Rahib dan wanita
Dua orang
Rahib Buddha, dalam perjalanan pulang kembali ke biara, bertemu dengan seorang
wanita yang sangat cantik jelita di tepi sungai. Seperti mereka, wanita itu pun
ingin menyebrangi sungai. Sayang, airnya terlalu tinggi. Maka salah seorang
rahib menggendongnya sampai di seberang.
Rahib yang
satunya lagi sungguh-sungguh merasa mendapat batu sandungan. Selama dua jam
penuh ia mencaci maki temannya karena lengah mematuhi Peraturan Suci. Apakah ia
lupa, bahwa ia seorang rahib? Bagaimana ia sampai-sampai berani menyentuh seorang
wanita? Dan lebih lagi, menggendongnya menyeberang sungai? Lalu bagaimana kata
orang nanti? Apakah ia tidak merendahkan martabat agamanya? Dan begitu seterusnya.
Rahib yang
salah itu dengan sabar mendengarkan kotbah yang tak habis-habisnya itu. Akhirnya
ia menyela,
“Kawanku, aku sudah
meninggalkan wanita tadi di pinggir sungai.
Apakah engkau masih
tetap membawanya?”
Seorang Sufi
Arab, Abu Hassan Bushanja, berkata, “Dosa sebagai perbuatan tidak begitu parah
dibandingkan dengan keinginan serta pemikiran tentang dosa itu.

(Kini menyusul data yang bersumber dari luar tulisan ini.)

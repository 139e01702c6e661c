//! Best-effort color literal scanning.
//!
//! This is a visual aid, not a lexer: recognition is heuristic
//! substring scanning, and every failure mode is a silent `None`. The
//! parser is a pure function so it can be tested (and benchmarked)
//! without touching any painting code.
//!
//! A line can carry a literal in three shapes:
//! - a named color (`"blue"`, case-insensitive, anywhere in the line),
//! - a parenthesized channel triple (`rgb(255, 0, 0)`, `QColor(240,
//!   240, 240)`; the prefix is irrelevant, only the group counts),
//! - a hex token (`#007ACC`).
//!
//! The candidate that starts earliest in the line wins; if that
//! candidate fails to parse, the line is skipped rather than falling
//! through to a later candidate.

/// An 8-bit RGB triple.
#[derive(Debug, Clone, Copy, PartialEq, Eq, Hash)]
pub struct Rgb {
    pub r: u8,
    pub g: u8,
    pub b: u8,
}

impl Rgb {
    pub const fn new(r: u8, g: u8, b: u8) -> Self {
        Self { r, g, b }
    }
}

/// The fixed named-color vocabulary.
pub const NAMED_COLORS: &[(&str, Rgb)] = &[
    ("red", Rgb::new(255, 0, 0)),
    ("green", Rgb::new(0, 255, 0)),
    ("blue", Rgb::new(0, 0, 255)),
    ("black", Rgb::new(0, 0, 0)),
    ("white", Rgb::new(255, 255, 255)),
    ("yellow", Rgb::new(255, 255, 0)),
    ("cyan", Rgb::new(0, 255, 255)),
    ("magenta", Rgb::new(255, 0, 255)),
];

/// Scans one line for a color literal.
///
/// Returns the first recognized literal, or `None` if the line holds
/// none or its earliest candidate is malformed. Never panics.
pub fn parse_color_literal(line: &str) -> Option<Rgb> {
    let lower = line.to_ascii_lowercase();

    let named = earliest_named(&lower).map(|(at, color)| (at, Some(color)));
    let group = line.find('(').and_then(|at| {
        let group = group_contents(&line[at + 1..]);
        // A paren group only counts as a color candidate if it could
        // plausibly hold one; ordinary call syntax is left for the
        // other candidates.
        if group.contains(',') || earliest_named(&group.to_ascii_lowercase()).is_some() {
            Some((at, parse_group(group)))
        } else {
            None
        }
    });
    let hex = line
        .find('#')
        .map(|at| (at, parse_hex(&line[at + 1..])));

    let mut winner: Option<(usize, Option<Rgb>)> = None;
    for candidate in [named, group, hex].into_iter().flatten() {
        match winner {
            Some((at, _)) if at <= candidate.0 => {}
            _ => winner = Some(candidate),
        }
    }
    winner.and_then(|(_, color)| color)
}

/// Earliest named-color occurrence in an already-lowercased haystack.
fn earliest_named(lower: &str) -> Option<(usize, Rgb)> {
    NAMED_COLORS
        .iter()
        .filter_map(|(name, color)| lower.find(name).map(|at| (at, *color)))
        .min_by_key(|(at, _)| *at)
}

/// Everything between the opening paren and the closing one (or the
/// end of the line if it never closes).
fn group_contents(after_paren: &str) -> &str {
    match after_paren.find(')') {
        Some(end) => &after_paren[..end],
        None => after_paren,
    }
}

/// Interprets a paren group: a named color inside the group wins,
/// otherwise the first three comma-separated integers are the RGB
/// channels.
fn parse_group(group: &str) -> Option<Rgb> {
    if let Some((_, color)) = earliest_named(&group.to_ascii_lowercase()) {
        return Some(color);
    }

    let mut channels = group.split(',').map(str::trim).take(3);
    let r = channels.next()?.parse().ok()?;
    let g = channels.next()?.parse().ok()?;
    let b = channels.next()?.parse().ok()?;
    Some(Rgb::new(r, g, b))
}

/// Interprets the 6 characters immediately following a `#` marker.
fn parse_hex(after_hash: &str) -> Option<Rgb> {
    let token: String = after_hash.chars().take(6).collect();
    if token.len() != 6 || !token.chars().all(|c| c.is_ascii_hexdigit()) {
        return None;
    }
    let r = u8::from_str_radix(&token[0..2], 16).ok()?;
    let g = u8::from_str_radix(&token[2..4], 16).ok()?;
    let b = u8::from_str_radix(&token[4..6], 16).ok()?;
    Some(Rgb::new(r, g, b))
}

#[cfg(test)]
mod tests {
    use super::*;
    use proptest::prelude::*;

    #[test]
    fn test_hex_token() {
        assert_eq!(
            parse_color_literal("primary_color = #007ACC"),
            Some(Rgb::new(0, 122, 204))
        );
        assert_eq!(parse_color_literal("x = #FF0000"), Some(Rgb::new(255, 0, 0)));
    }

    #[test]
    fn test_invalid_hex_skips_line() {
        assert_eq!(parse_color_literal("x = #ZZZZZZ"), None);
        assert_eq!(parse_color_literal("short = #AB1"), None);
    }

    #[test]
    fn test_named_color_case_insensitive() {
        assert_eq!(parse_color_literal("z = blue"), Some(Rgb::new(0, 0, 255)));
        assert_eq!(
            parse_color_literal("let x = RED;"),
            Some(Rgb::new(255, 0, 0))
        );
        assert_eq!(
            parse_color_literal("anything around Yellow here"),
            Some(Rgb::new(255, 255, 0))
        );
    }

    #[test]
    fn test_numeric_triple() {
        assert_eq!(
            parse_color_literal("error_color = QColor(255, 0, 0)"),
            Some(Rgb::new(255, 0, 0))
        );
        assert_eq!(
            parse_color_literal("bg = rgb(240,240,240)"),
            Some(Rgb::new(240, 240, 240))
        );
        // Extra channels: the first three win.
        assert_eq!(
            parse_color_literal("c = rgba(1, 2, 3, 255)"),
            Some(Rgb::new(1, 2, 3))
        );
    }

    #[test]
    fn test_named_color_inside_group() {
        assert_eq!(
            parse_color_literal("selection = QColor(Qt.blue)"),
            Some(Rgb::new(0, 0, 255))
        );
    }

    #[test]
    fn test_truncated_triple_skips_line() {
        assert_eq!(parse_color_literal("broken = QColor(1,2"), None);
    }

    #[test]
    fn test_out_of_range_channel_skips_line() {
        assert_eq!(parse_color_literal("c = rgb(300, 0, 0)"), None);
        assert_eq!(parse_color_literal("c = rgb(-1, 0, 0)"), None);
    }

    #[test]
    fn test_plain_line_has_no_literal() {
        assert_eq!(parse_color_literal("y = 5"), None);
        assert_eq!(parse_color_literal(""), None);
        assert_eq!(parse_color_literal("fn main() {}"), None);
    }

    #[test]
    fn test_earliest_candidate_wins() {
        // The hex token starts before the named color.
        assert_eq!(
            parse_color_literal("c = #00FF00 // not red"),
            Some(Rgb::new(0, 255, 0))
        );
        // The named color starts before the hex token.
        assert_eq!(
            parse_color_literal("red = #0000FF"),
            Some(Rgb::new(255, 0, 0))
        );
    }

    #[test]
    fn test_call_syntax_does_not_mask_later_literal() {
        assert_eq!(
            parse_color_literal("draw(x) // #112233"),
            Some(Rgb::new(0x11, 0x22, 0x33))
        );
    }

    proptest! {
        #[test]
        fn parse_never_panics(line in "\\PC*") {
            let _ = parse_color_literal(&line);
        }

        #[test]
        fn valid_hex_always_parses(r in any::<u8>(), g in any::<u8>(), b in any::<u8>()) {
            let line = format!("c = #{:02X}{:02X}{:02X}", r, g, b);
            prop_assert_eq!(parse_color_literal(&line), Some(Rgb::new(r, g, b)));
        }
    }
}
//! # Gutter - Editor Side Panels
//!
//! Attaches a line-number gutter, a color-swatch gutter, and a
//! command toolbar to a text viewport.
//!
//! ## Quick Start
//!
//! ```bash
//! # Run with the builtin sample document
//! cargo run
//!
//! # Run with a file
//! cargo run -- path/to/file.rs
//!
//! # Run with a custom chrome theme
//! cargo run -- --theme path/to/theme.json
//! ```

use clap::Parser;
use std::path::PathBuf;
use tracing_subscriber::{layer::SubscriberExt, util::SubscriberInitExt};

use gutter_ui::{run, Flags};

/// Gutter - side panels for a text viewport
#[derive(Parser, Debug)]
#[command(name = "gutter")]
#[command(author, version, about, long_about = None)]
struct Args {
    /// File to display
    #[arg(value_name = "FILE")]
    file: Option<PathBuf>,

    /// JSON theme file for the window chrome
    #[arg(short, long, value_name = "THEME")]
    theme: Option<PathBuf>,

    /// Verbose logging
    #[arg(short, long, action = clap::ArgAction::Count)]
    verbose: u8,
}

fn main() -> anyhow::Result<()> {
    let args = Args::parse();

    let log_level = match args.verbose {
        0 => tracing::Level::WARN,
        1 => tracing::Level::INFO,
        2 => tracing::Level::DEBUG,
        _ => tracing::Level::TRACE,
    };

    tracing_subscriber::registry()
        .with(
            tracing_subscriber::fmt::layer()
                .with_target(false)
                .with_level(true),
        )
        .with(tracing_subscriber::filter::LevelFilter::from_level(
            log_level,
        ))
        .init();

    tracing::info!("Starting Gutter v{}", env!("CARGO_PKG_VERSION"));

    let flags = Flags {
        file: args.file.map(|p| p.display().to_string()),
        theme: args.theme.map(|p| p.display().to_string()),
    };

    run(flags).map_err(|e| anyhow::anyhow!("Application error: {}", e))?;

    Ok(())
}

#[cfg(test)]
mod tests {
    use super::*;

    #[test]
    fn test_args_default() {
        let args = Args::parse_from(["gutter"]);
        assert!(args.file.is_none());
        assert!(args.theme.is_none());
        assert_eq!(args.verbose, 0);
    }

    #[test]
    fn test_args_with_file_and_verbosity() {
        let args = Args::parse_from(["gutter", "-vv", "demo.rs"]);
        assert_eq!(args.file, Some(PathBuf::from("demo.rs")));
        assert_eq!(args.verbose, 2);
    }
}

Memang untuk
sesaat tubuh membiarkan perbuatan senang; namun berbeda sekali dengan budi dan
hati yang mengunyah-ngunyahnya tiada habis-habisnya.”
Kalau seorang
yang patuh pada agama dengan tiada habis-habisnya mengunyah-ngunyah dosa yang
dilakukan oleh orang lain, timbullah kecurigaan, bahwa mengunyah itu lebih
memuaskannya daripada berbuat dosa menyenangkan si pendosa.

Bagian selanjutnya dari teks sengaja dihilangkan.